I have used some other answers to get a solution to my problem. But I am wondering if there is a way to improve this further?

// Copy the masterList ArrayList and then sort in ascending order and then make a third 
// ArrayList and loop through to add the 8 lowest values to this list.
ArrayList<Integer> sortedList = new ArrayList<>(Calculator.masterList);
Collections.sort(sortedList);
ArrayList<Integer> lowEight = new ArrayList<>();
for (int i = 0; i < 8; i++) {
    lowEight.add(sortedList.get(i));
}
// Set TextView as the value of index 0 in masterList ArrayList, check if lowEight 
// ArrayList contains the element that is the same as masterList index 0 and if
// so highlight s1 textview green.
s1.setText("Score 1 is " + String.format("%d", Calculator.masterList.get(0)));
if (lowEight.contains(Calculator.masterList.get(0))) {
    s1.setBackgroundColor(Color.GREEN);
}

This works to an extent by highlighting the values that are in both masterList and lowEight but for example if the number 7 is in lowEight and appears 9 times in masterList it will highlight all 9 occurences. Is there a way to move the exact object from masterList to sortedList and then to lowEight and then a method to check the object and not just the value?

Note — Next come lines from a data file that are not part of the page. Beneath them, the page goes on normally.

//! Display formatting for amounts, dates, months and report statistics.
//!
//! All functions are pure. Functions that render relative dates take
//! `today` explicitly so callers decide which clock applies.

use chrono::{Days, NaiveDate, NaiveDateTime};

use crate::models::{ReportMonth, ReportRecord};

/// Currencies whose symbol follows the amount, separated by a space.
const SUFFIX_CURRENCIES: &[&str] = &["SEK", "NOK", "DKK", "CZK", "PLN"];

/// Returns the display symbol for an ISO 4217 code, if one is known.
#[inline]
#[must_use]
pub fn currency_symbol(code: &str) -> Option<&'static str> {
    let symbol = match code.to_ascii_uppercase().as_str() {
        "USD" => "$",
        "EUR" => "\u{20ac}",
        "GBP" => "\u{a3}",
        "JPY" => "\u{a5}",
        "SEK" | "NOK" | "DKK" => "kr",
        "INR" => "\u{20b9}",
        "AUD" => "A$",
        "CAD" => "C$",
        "CZK" => "K\u{10d}",
        "PLN" => "z\u{142}",
        _ => return None,
    };
    Some(symbol)
}

/// Formats `amount` with two decimals and the currency's symbol.
///
/// Unknown codes are used verbatim as the symbol. Negative amounts carry a
/// leading `-` in front of the whole string: `-$40.00`, `-40.00 kr`.
#[inline]
#[must_use]
pub fn format_currency(amount: f64, code: &str) -> String {
    let digits = format!("{:.2}", amount.abs());
    let sign = if is_negative_cents(amount) { "-" } else { "" };
    let upper = code.to_ascii_uppercase();
    let symbol = currency_symbol(&upper).unwrap_or(code);
    if SUFFIX_CURRENCIES.contains(&upper.as_str()) {
        format!("{sign}{digits} {symbol}")
    } else {
        format!("{sign}{symbol}{digits}")
    }
}

/// Formats a transaction amount with an explicit direction sign:
/// `+$12.00` for income, `-$4.50` for expenses.
#[inline]
#[must_use]
pub fn format_signed_amount(amount: f64, code: &str) -> String {
    if is_negative_cents(amount) {
        format_currency(amount, code)
    } else {
        format!("+{}", format_currency(amount, code))
    }
}

/// Returns `true` if `amount` is still negative once rounded to cents.
fn is_negative_cents(amount: f64) -> bool {
    amount < 0.0_f64
        && format!("{:.2}", amount.abs())
            .bytes()
            .any(|b| matches!(b, b'1'..=b'9'))
}

/// Formats a number with `,` thousands separators and two to three
/// decimals: `1,234.50`, `1,234.568`.
#[inline]
#[must_use]
pub fn format_number(value: f64) -> String {
    let padded = format!("{:.3}", value.abs());
    let fixed = padded.strip_suffix('0').unwrap_or(&padded);
    let (int_part, dec_part) = fixed.split_once('.').unwrap_or((fixed, "00"));

    let mut grouped = String::new();
    for (i, ch) in int_part.chars().enumerate() {
        if i > 0 && (int_part.len() - i) % 3 == 0 {
            grouped.push(',');
        }
        grouped.push(ch);
    }

    let sign = if value < 0.0_f64 && fixed.bytes().any(|b| b.is_ascii_digit() && b != b'0') {
        "-"
    } else {
        ""
    };
    format!("{sign}{grouped}.{dec_part}")
}

/// Formats a `YYYY-MM` month as `January 2024`.
///
/// Input that is not a valid month is returned unchanged.
#[inline]
#[must_use]
pub fn format_month(raw: &str) -> String {
    raw.parse::<ReportMonth>()
        .ok()
        .and_then(ReportMonth::first_day)
        .map_or_else(|| raw.to_owned(), |first| first.format("%B %Y").to_string())
}

/// Formats a date relative to `today`: `Today`, `Yesterday`, or
/// `Mon, Jan 1`.
#[inline]
#[must_use]
pub fn format_date(date: NaiveDate, today: NaiveDate) -> String {
    relative_day(date, today).map_or_else(
        || date.format("%a, %b %-d").to_string(),
        ToOwned::to_owned,
    )
}

/// Formats a timestamp relative to `today`: `Today 14:05`,
/// `Yesterday 09:30`, or `2024-01-05 14:05`.
#[inline]
#[must_use]
pub fn format_date_full(timestamp: NaiveDateTime, today: NaiveDate) -> String {
    let time = timestamp.format("%H:%M");
    match relative_day(timestamp.date(), today) {
        Some(label) => format!("{label} {time}"),
        None => timestamp.format("%Y-%m-%d %H:%M").to_string(),
    }
}

/// Returns `Today` or `Yesterday` when `date` is one of those days.
fn relative_day(date: NaiveDate, today: NaiveDate) -> Option<&'static str> {
    if date == today {
        Some("Today")
    } else if today.checked_sub_days(Days::new(1)) == Some(date) {
        Some("Yesterday")
    } else {
        None
    }
}

/// Formats a byte count with binary units: `0 Bytes`, `512 Bytes`,
/// `1.5 KB`, `5 MB`.
#[inline]
#[must_use]
#[allow(
    clippy::cast_precision_loss,
    reason = "display rounding to two decimals hides any precision loss"
)]
pub fn format_file_size(bytes: u64) -> String {
    const UNITS: [&str; 4] = ["Bytes", "KB", "MB", "GB"];
    let mut value = bytes as f64;
    let mut unit = "Bytes";
    for &next in UNITS.iter().skip(1) {
        if value < 1024.0_f64 {
            break;
        }
        value /= 1024.0_f64;
        unit = next;
    }
    let rounded = format!("{value:.2}");
    let trimmed = rounded.trim_end_matches('0').trim_end_matches('.');
    format!("{trimmed} {unit}")
}

/// Aggregate numbers shown above the report list.
#[derive(Debug, Clone, Copy, PartialEq)]
pub struct ReportStatistics {
    /// Number of reports.
    pub report_count: usize,
    /// Sum of `total_spending` across reports.
    pub total_spending: f64,
    /// Sum of `transaction_count` across reports.
    pub total_transactions: u64,
    /// Transactions per report, rounded half up. Zero when there are no
    /// reports.
    pub average_transactions: u64,
    /// Month of the first report, which callers keep newest-first.
    pub latest_month: Option<ReportMonth>,
}

/// Computes [`ReportStatistics`] for a newest-first report list.
#[inline]
#[must_use]
pub fn aggregate_statistics(reports: &[ReportRecord]) -> ReportStatistics {
    let total_spending: f64 = reports.iter().map(|report| report.total_spending).sum();
    let total_transactions: u64 = reports.iter().map(|report| report.transaction_count).sum();
    let count = reports.len() as u64;
    let average_transactions = total_transactions
        .saturating_mul(2)
        .saturating_add(count)
        .checked_div(count.saturating_mul(2))
        .unwrap_or(0);
    ReportStatistics {
        report_count: reports.len(),
        total_spending,
        total_transactions,
        average_transactions,
        latest_month: reports.first().map(|report| report.report_month),
    }
}

#[cfg(test)]
mod tests {
    use super::*;
    use crate::models::ReportId;

    fn date(y: i32, m: u32, d: u32) -> NaiveDate {
        NaiveDate::from_ymd_opt(y, m, d).unwrap()
    }

    fn report(id: i64, month: &str, spending: f64, count: u64) -> ReportRecord {
        ReportRecord {
            report_id: ReportId::new(id),
            report_month: month.parse().unwrap(),
            total_spending: spending,
            transaction_count: count,
            generated_at: date(2024, 2, 1).and_hms_opt(9, 0, 0).unwrap(),
        }
    }

    #[test]
    fn currency_prefix_and_suffix() {
        assert_eq!(format_currency(1234.5, "SEK"), "1234.50 kr");
        assert_eq!(format_currency(1234.5, "USD"), "$1234.50");
        assert_eq!(format_currency(10.0, "EUR"), "\u{20ac}10.00");
        assert_eq!(format_currency(3.0, "PLN"), "3.00 z\u{142}");
        assert_eq!(format_currency(3.0, "CZK"), "3.00 K\u{10d}");
    }

    #[test]
    fn currency_code_is_case_insensitive() {
        assert_eq!(format_currency(1.0, "sek"), "1.00 kr");
        assert_eq!(format_currency(1.0, "usd"), "$1.00");
    }

    #[test]
    fn unknown_currency_uses_code() {
        assert_eq!(format_currency(5.0, "CHF"), "CHF5.00");
        assert_eq!(currency_symbol("CHF"), None);
    }

    #[test]
    fn negative_currency_has_leading_minus() {
        assert_eq!(format_currency(-40.0, "USD"), "-$40.00");
        assert_eq!(format_currency(-40.0, "NOK"), "-40.00 kr");
    }

    #[test]
    fn negative_rounding_to_zero_has_no_minus() {
        assert_eq!(format_currency(-0.001, "USD"), "$0.00");
        assert_eq!(format_currency(-0.004, "SEK"), "0.00 kr");
        assert_eq!(format_currency(-0.005_1, "USD"), "-$0.01");
        assert_eq!(format_signed_amount(-0.001, "USD"), "+$0.00");
    }

    #[test]
    fn signed_amounts() {
        assert_eq!(format_signed_amount(12.0, "USD"), "+$12.00");
        assert_eq!(format_signed_amount(-4.5, "USD"), "-$4.50");
        assert_eq!(format_signed_amount(0.0, "DKK"), "+0.00 kr");
    }

    #[test]
    fn numbers_get_thousands_separators() {
        assert_eq!(format_number(1234.5), "1,234.50");
        assert_eq!(format_number(0.0), "0.00");
        assert_eq!(format_number(1_000_000.0), "1,000,000.00");
        assert_eq!(format_number(999.0), "999.00");
        assert_eq!(format_number(-1520.75), "-1,520.75");
        assert_eq!(format_number(1234.567), "1,234.567");
    }

    #[test]
    fn months_render_long_form() {
        assert_eq!(format_month("2024-01"), "January 2024");
        assert_eq!(format_month("2023-12"), "December 2023");
        assert_eq!(format_month("garbage"), "garbage");
    }

    #[test]
    fn relative_dates() {
        let today = date(2024, 1, 10);
        assert_eq!(format_date(today, today), "Today");
        assert_eq!(format_date(date(2024, 1, 9), today), "Yesterday");
        assert_eq!(format_date(date(2024, 1, 1), today), "Mon, Jan 1");
        assert_eq!(format_date(date(2024, 1, 11), today), "Thu, Jan 11");
    }

    #[test]
    fn relative_timestamps() {
        let today = date(2024, 1, 10);
        let at = |d: NaiveDate| d.and_hms_opt(14, 5, 0).unwrap();
        assert_eq!(format_date_full(at(today), today), "Today 14:05");
        assert_eq!(format_date_full(at(date(2024, 1, 9)), today), "Yesterday 14:05");
        assert_eq!(format_date_full(at(date(2024, 1, 5)), today), "2024-01-05 14:05");
    }

    #[test]
    fn file_sizes() {
        assert_eq!(format_file_size(0), "0 Bytes");
        assert_eq!(format_file_size(512), "512 Bytes");
        assert_eq!(format_file_size(1536), "1.5 KB");
        assert_eq!(format_file_size(5 * 1024 * 1024), "5 MB");
        assert_eq!(format_file_size(1024), "1 KB");
    }

    #[test]
    fn statistics_for_reports() {
        let reports = [
            report(3, "2024-03", 900.0, 30),
            report(2, "2024-02", 1100.5, 25),
            report(1, "2024-01", 500.0, 10),
        ];
        let stats = aggregate_statistics(&reports);
        assert_eq!(stats.report_count, 3);
        assert!((stats.total_spending - 2500.5).abs() < 1e-9);
        assert_eq!(stats.total_transactions, 65);
        // 65 / 3 = 21.67
        assert_eq!(stats.average_transactions, 22);
        assert_eq!(stats.latest_month, Some(ReportMonth::new(2024, 3).unwrap()));
    }

    #[test]
    fn average_rounds_half_up() {
        let reports = [report(1, "2024-01", 0.0, 1), report(2, "2024-02", 0.0, 2)];
        assert_eq!(aggregate_statistics(&reports).average_transactions, 2);
    }

    #[test]
    fn statistics_for_no_reports() {
        let stats = aggregate_statistics(&[]);
        assert_eq!(stats.report_count, 0);
        assert_eq!(stats.average_transactions, 0);
        assert_eq!(stats.latest_month, None);
    }
}
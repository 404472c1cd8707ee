//! Header sniffing for CSV bank statements.
//!
//! Only a bounded prefix of the file is inspected. The sniffer confirms the
//! content is text, that at least one data row follows the header, and that
//! the header names every required logical column under some spelling
//! ("Value Date", "value_date", "VALUEDATE" and "Booking value-date" all
//! satisfy `Value Date`). Data rows are never parsed here.

use crate::file::SelectedFile;
use crate::validation::ValidationError;

/// Number of leading bytes inspected: 50 KiB.
pub const SNIFF_LIMIT: usize = 50 * 1024;

/// Logical columns every import must carry.
pub const REQUIRED_COLUMNS: &[&str] = &["Value Date", "Text", "Amount"];

/// Characters that may separate header cells.
const DELIMITERS: &[char] = &[',', ';', '\t'];

/// A parsed header line.
#[derive(Debug, Clone, PartialEq, Eq)]
pub struct SniffedHeader {
    /// Header cells, trimmed, unquoted and lowercased, in file order.
    pub columns: Vec<String>,
    /// Number of non-blank lines after the header within the prefix.
    pub data_rows: usize,
}

/// Inspects the head of a CSV file.
#[derive(Debug, Clone)]
pub struct ContentSniffer {
    /// Maximum number of bytes considered.
    limit: usize,
    /// Logical columns the header must name.
    required: Vec<String>,
}

impl Default for ContentSniffer {
    #[inline]
    fn default() -> Self {
        Self::new(SNIFF_LIMIT)
    }
}

impl ContentSniffer {
    /// Creates a sniffer reading at most `limit` bytes and requiring
    /// [`REQUIRED_COLUMNS`].
    #[inline]
    #[must_use]
    pub fn new(limit: usize) -> Self {
        Self {
            limit,
            required: REQUIRED_COLUMNS.iter().map(|&col| col.to_owned()).collect(),
        }
    }

    /// Replaces the required logical columns.
    #[inline]
    #[must_use]
    pub fn with_required<I, S>(mut self, columns: I) -> Self
    where
        I: IntoIterator<Item = S>,
        S: Into<String>,
    {
        self.required = columns.into_iter().map(Into::into).collect();
        self
    }

    /// Replaces the byte limit.
    #[inline]
    #[must_use]
    pub const fn with_limit(mut self, limit: usize) -> Self {
        self.limit = limit;
        self
    }

    /// Returns the byte limit.
    #[inline]
    #[must_use]
    pub const fn limit(&self) -> usize {
        self.limit
    }

    /// Checks the leading bytes of a file.
    ///
    /// Bytes past the configured limit are ignored.
    ///
    /// # Errors
    ///
    /// - [`ValidationError::BinaryContent`] if a NUL character is present.
    /// - [`ValidationError::NoDataRows`] if fewer than two non-blank lines
    ///   remain.
    /// - [`ValidationError::MissingColumns`] listing every required column
    ///   the header does not match.
    #[inline]
    #[tracing::instrument(skip_all, fields(len = prefix.len()))]
    pub fn sniff_header(&self, prefix: &[u8]) -> Result<SniffedHeader, ValidationError> {
        let bounded = prefix.get(..self.limit).unwrap_or(prefix);
        let text = String::from_utf8_lossy(bounded);
        if text.contains('\0') {
            return Err(ValidationError::BinaryContent);
        }

        let mut lines = text.split('\n').filter(|line| !line.trim().is_empty());
        let Some(header_line) = lines.next() else {
            return Err(ValidationError::NoDataRows);
        };
        let data_rows = lines.count();
        if data_rows == 0 {
            return Err(ValidationError::NoDataRows);
        }

        let columns = parse_header(header_line);
        let normalized: Vec<String> = columns.iter().map(|col| normalize(col)).collect();
        let missing: Vec<String> = self
            .required
            .iter()
            .filter(|required| !is_matched(&normalize(required), &normalized))
            .cloned()
            .collect();
        if !missing.is_empty() {
            tracing::debug!(?missing, "header is missing required columns");
            return Err(ValidationError::MissingColumns(missing));
        }

        tracing::trace!(columns = columns.len(), data_rows, "header accepted");
        Ok(SniffedHeader { columns, data_rows })
    }

    /// Reads the bounded prefix of `file` and checks it.
    ///
    /// # Errors
    ///
    /// Returns [`ValidationError::Unreadable`] if the file cannot be read,
    /// otherwise the same errors as [`ContentSniffer::sniff_header`].
    #[inline]
    pub fn sniff_file(&self, file: &SelectedFile) -> Result<SniffedHeader, ValidationError> {
        let prefix = file
            .read_prefix(self.limit)
            .map_err(|err| ValidationError::Unreadable(err.to_string()))?;
        self.sniff_header(&prefix)
    }
}

/// Splits a header line into lowercased, unquoted cells.
fn parse_header(line: &str) -> Vec<String> {
    line.trim_start_matches('\u{feff}')
        .split(DELIMITERS)
        .map(|cell| {
            cell.trim()
                .trim_matches(|ch| ch == '"' || ch == '\'')
                .to_lowercase()
        })
        .collect()
}

/// Lowercases and strips whitespace, underscores and hyphens.
fn normalize(column: &str) -> String {
    column
        .chars()
        .filter(|&ch| !ch.is_whitespace() && ch != '_' && ch != '-')
        .flat_map(char::to_lowercase)
        .collect()
}

/// Returns `true` if any non-empty header cell contains `required`.
///
/// Containment runs one way only: a header cell may carry extra words
/// around the logical name, but a short cell such as `date` does not
/// satisfy `valuedate`.
fn is_matched(required: &str, columns: &[String]) -> bool {
    columns
        .iter()
        .any(|col| !col.is_empty() && col.contains(required))
}
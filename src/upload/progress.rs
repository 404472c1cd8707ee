//! Simulated upload progress.
//!
//! The backend reports nothing while an import runs, so progress is an
//! estimate: a timer adds a random step per tick and stalls at a ceiling
//! until the request finishes.

use core::time::Duration;
use std::sync::Arc;

use rand::rngs::StdRng;
use rand::{Rng as _, SeedableRng as _};
use tokio::sync::watch;
use tokio::task::JoinHandle;

/// Upper bound of the estimate once the request has completed.
const COMPLETE_PERCENT: f64 = 100.0;

/// Timing and shape of the simulated progress estimate.
#[derive(Debug, Clone, Copy, PartialEq)]
pub struct ProgressSettings {
    /// Delay between estimate updates.
    pub tick_interval: Duration,
    /// Largest random increment per tick, in percent.
    pub max_step: f64,
    /// Percentage the estimate never exceeds before completion.
    pub ceiling: f64,
}

impl Default for ProgressSettings {
    #[inline]
    fn default() -> Self {
        Self {
            tick_interval: Duration::from_millis(200),
            max_step: 15.0,
            ceiling: 90.0,
        }
    }
}

impl ProgressSettings {
    /// Step bound usable as a random range; non-finite or negative values
    /// stop the estimate from moving.
    fn step_bound(&self) -> f64 {
        if self.max_step.is_finite() && self.max_step > 0.0_f64 {
            self.max_step
        } else {
            0.0
        }
    }
}

/// Coarse stage label derived from the estimated percentage.
#[derive(Debug, Clone, Copy, PartialEq, Eq)]
pub enum ProgressPhase {
    /// Below 30 %.
    Uploading,
    /// From 30 % up to 70 %.
    Validating,
    /// 70 % and above.
    Processing,
}

impl ProgressPhase {
    /// Returns the phase for an estimated percentage.
    #[inline]
    #[must_use]
    pub fn for_percent(percent: f64) -> Self {
        if percent < 30.0_f64 {
            Self::Uploading
        } else if percent < 70.0_f64 {
            Self::Validating
        } else {
            Self::Processing
        }
    }

    /// Text shown next to the progress bar.
    #[inline]
    #[must_use]
    pub const fn label(self) -> &'static str {
        match self {
            Self::Uploading => "Uploading file...",
            Self::Validating => "Validating data...",
            Self::Processing => "Processing transactions...",
        }
    }
}

/// A simulated progress reading. Not a measurement of bytes sent.
#[derive(Debug, Clone, Copy, PartialEq)]
pub struct Progress {
    /// Estimated completion, `0.0..=100.0`.
    pub percent: f64,
    /// Stage label for `percent`.
    pub phase: ProgressPhase,
}

impl Default for Progress {
    #[inline]
    fn default() -> Self {
        Self::at(0.0)
    }
}

impl Progress {
    /// Reading at `percent`, clamped to `0..=100`.
    #[inline]
    #[must_use]
    pub fn at(percent: f64) -> Self {
        let clamped = percent.clamp(0.0, COMPLETE_PERCENT);
        Self {
            percent: clamped,
            phase: ProgressPhase::for_percent(clamped),
        }
    }

    /// Reading shown once the request has finished.
    #[inline]
    #[must_use]
    pub fn complete() -> Self {
        Self::at(COMPLETE_PERCENT)
    }

    /// Returns `true` once the request has finished.
    #[inline]
    #[must_use]
    pub fn is_complete(&self) -> bool {
        self.percent >= COMPLETE_PERCENT
    }
}

/// Background task advancing the estimate. Aborted when dropped.
#[derive(Debug)]
pub(super) struct ProgressTicker {
    /// Spawned timer task.
    handle: JoinHandle<()>,
}

impl ProgressTicker {
    /// Spawns the timer on the current tokio runtime.
    pub(super) fn start(sender: Arc<watch::Sender<Progress>>, settings: ProgressSettings) -> Self {
        let handle = tokio::spawn(tick(sender, settings));
        Self { handle }
    }
}

impl Drop for ProgressTicker {
    #[inline]
    fn drop(&mut self) {
        self.handle.abort();
    }
}

/// Advances the estimate by a random step every tick until it reaches the
/// ceiling.
async fn tick(sender: Arc<watch::Sender<Progress>>, settings: ProgressSettings) {
    let mut rng = StdRng::from_entropy();
    let bound = settings.step_bound();
    let mut interval = tokio::time::interval(settings.tick_interval);
    // The first tick completes immediately.
    _ = interval.tick().await;
    while sender.borrow().percent < settings.ceiling {
        _ = interval.tick().await;
        let step = rng.gen_range(0.0..=bound);
        sender.send_modify(|progress| {
            let next = (progress.percent + step).min(settings.ceiling);
            *progress = Progress::at(next.max(progress.percent));
        });
        tracing::trace!(percent = sender.borrow().percent, "progress tick");
    }
}
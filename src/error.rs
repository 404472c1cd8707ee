//! Error types for the FinTrack client library.

use crate::validation::ValidationError;

/// Fallback message shown when the backend could not be reached.
pub const CONNECTION_ERROR_MESSAGE: &str = "Connection error. Please try again.";

/// Fallback message shown when the backend rejected a request without
/// explaining why.
pub const GENERIC_FAILURE_MESSAGE: &str = "Import failed";

/// All errors that can occur when using the FinTrack client.
#[derive(Debug, thiserror::Error)]
pub enum FintrackError {
    /// A selected file failed client-side validation.
    #[error(transparent)]
    Validation(#[from] ValidationError),

    /// A form failed client-side validation before any request was sent.
    #[error("invalid form: {}", .0.join("; "))]
    InvalidForm(Vec<String>),

    /// HTTP transport failed (connection refused, TLS, body decode).
    #[cfg(any(feature = "async", feature = "blocking"))]
    #[error("HTTP error: {0}")]
    Http(#[from] reqwest::Error),

    /// A request URL could not be built.
    #[cfg(any(feature = "async", feature = "blocking"))]
    #[error("invalid URL: {0}")]
    Url(#[from] url::ParseError),

    /// The server returned a non-success status without a `detail` body.
    #[error("API error (status {status}): {message}")]
    Api {
        /// HTTP status code.
        status: u16,
        /// Raw response body.
        message: String,
    },

    /// The server rejected the request and explained why in `detail`.
    #[error("{detail}")]
    Server {
        /// HTTP status code.
        status: u16,
        /// Human-readable detail reported by the server.
        detail: String,
    },

    /// JSON serialization or deserialization failed.
    #[error("serialization error: {0}")]
    Serialization(#[from] serde_json::Error),

    /// Reading a local file failed.
    #[error("I/O error: {0}")]
    Io(#[from] std::io::Error),

    /// Client configuration is invalid.
    #[error("invalid configuration: {0}")]
    InvalidConfig(String),

    /// An upload is already running; the request was not sent.
    #[error("an upload is already in progress")]
    UploadInProgress,

    /// An upload was requested with nothing selected.
    #[error("no file selected")]
    NoFileSelected,

    /// The upload controller cannot perform the action in its current state.
    #[error("cannot {action} while {state}")]
    InvalidState {
        /// Attempted action.
        action: &'static str,
        /// Current controller state label.
        state: &'static str,
    },
}

/// Coarse classification of a [`FintrackError`].
#[derive(Debug, Clone, Copy, PartialEq, Eq)]
pub enum ErrorCategory {
    /// Detected locally before any request was issued.
    Validation,
    /// The request never produced a usable server answer, or the server
    /// answered with a non-success status and no `detail`.
    Transport,
    /// The server answered and reported a failure.
    Server,
}

impl FintrackError {
    /// Classifies the error as a validation, transport, or server failure.
    #[inline]
    #[must_use]
    pub const fn category(&self) -> ErrorCategory {
        match *self {
            Self::Validation(_)
            | Self::InvalidForm(_)
            | Self::InvalidConfig(_)
            | Self::UploadInProgress
            | Self::NoFileSelected
            | Self::InvalidState { .. } => ErrorCategory::Validation,
            #[cfg(any(feature = "async", feature = "blocking"))]
            Self::Http(_) | Self::Url(_) => ErrorCategory::Transport,
            Self::Serialization(_) | Self::Io(_) | Self::Api { .. } => ErrorCategory::Transport,
            Self::Server { .. } => ErrorCategory::Server,
        }
    }

    /// Returns the message to show the user for this error.
    ///
    /// Server-reported details are passed through verbatim; transport
    /// failures collapse into a generic connection message.
    #[inline]
    #[must_use]
    pub fn user_message(&self) -> String {
        match *self {
            Self::Api { .. } => GENERIC_FAILURE_MESSAGE.to_owned(),
            Self::Server { .. }
            | Self::Validation(_)
            | Self::InvalidForm(_)
            | Self::InvalidConfig(_)
            | Self::UploadInProgress
            | Self::NoFileSelected
            | Self::InvalidState { .. } => self.to_string(),
            #[cfg(any(feature = "async", feature = "blocking"))]
            Self::Http(_) | Self::Url(_) => CONNECTION_ERROR_MESSAGE.to_owned(),
            Self::Serialization(_) | Self::Io(_) => CONNECTION_ERROR_MESSAGE.to_owned(),
        }
    }
}

/// A specialized `Result` type for FinTrack operations.
pub type Result<T> = core::result::Result<T, FintrackError>;

#[cfg(test)]
mod tests {
    use super::*;

    #[test]
    fn error_from_serde_json() {
        let serde_err = serde_json::from_str::<String>("not json").unwrap_err();
        let err = FintrackError::from(serde_err);
        assert!(matches!(err, FintrackError::Serialization(_)));
        assert!(err.to_string().contains("serialization error"));
        assert_eq!(err.category(), ErrorCategory::Transport);
        assert_eq!(err.user_message(), CONNECTION_ERROR_MESSAGE);
    }

    #[test]
    fn validation_error_is_transparent() {
        let err = FintrackError::from(ValidationError::EmptyFile);
        assert_eq!(err.to_string(), ValidationError::EmptyFile.to_string());
        assert_eq!(err.category(), ErrorCategory::Validation);
        assert_eq!(err.user_message(), err.to_string());
    }

    #[test]
    fn server_detail_is_user_message() {
        let err = FintrackError::Server {
            status: 400,
            detail: "Missing required columns: Amount".to_owned(),
        };
        assert_eq!(err.category(), ErrorCategory::Server);
        assert_eq!(err.user_message(), "Missing required columns: Amount");
        assert_eq!(err.to_string(), "Missing required columns: Amount");
    }

    #[test]
    fn api_error_without_detail_uses_generic_message() {
        let err = FintrackError::Api {
            status: 502,
            message: "<html>bad gateway</html>".to_owned(),
        };
        assert_eq!(err.category(), ErrorCategory::Transport);
        assert_eq!(err.user_message(), GENERIC_FAILURE_MESSAGE);
        assert!(err.to_string().contains("502"));
    }

    #[test]
    fn invalid_form_joins_issues() {
        let err = FintrackError::InvalidForm(vec!["a".to_owned(), "b".to_owned()]);
        assert_eq!(err.to_string(), "invalid form: a; b");
    }

    #[test]
    fn invalid_state_display() {
        let err = FintrackError::InvalidState {
            action: "submit",
            state: "idle",
        };
        assert_eq!(err.to_string(), "cannot submit while idle");
    }

    #[test]
    fn error_is_send_sync() {
        fn assert_send_sync<T: Send + Sync>() {}
        assert_send_sync::<FintrackError>();
    }
}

Let me provide a more concise example of what you're asking. Let us take the following code:

ArrayList<Integer> list1 = new ArrayList<Integer>() {
    {
        add(5);
        add(5);
    }
};

ArrayList<Integer> list2 = new ArrayList<>();
list2.add(list1.get(0));
list1.forEach((i) -> System.out.println(list2.contains(i)));

The output is:

true
true

But you would expect it to be:

true
false

Because the first and second element are different objects. The problem here is that although they are different objects, they are equal objects. The way the Integer class is written in Java, any Integer is equal to another Integer if they represent the same value. When you run the contains() method, it sees that the list does indeed contain an object equal to the one you provided (in this case they both represent a value of 5), and so it returns true. So how do we solve this problem? How do we tell one Integer object from another? I would write your own "Integer" class. Something like "MyInteger". Here's a very simple implementation you could use:

public class MyInteger {
    private final int i;

    public MyInteger(int i) {
        this.i = i;
    }

    public int toInt() {
        return i;
    }
}

And then when we use it in our ArrayList code:

ArrayList<MyInteger> list1 = new ArrayList<MyInteger>() {
    {
        add(new MyInteger(5));
        add(new MyInteger(5));
    }
};

ArrayList<MyInteger> list2 = new ArrayList<>();
list2.add(list1.get(0));
list1.forEach((i) -> System.out.println(list2.contains(i)));

We get our expected output:

true
false

This works because our new MyInteger class implicitly uses the default equals() method, which always returns false. In other words, no two MyInteger objects are ever equal. You can apply this same principle to your code.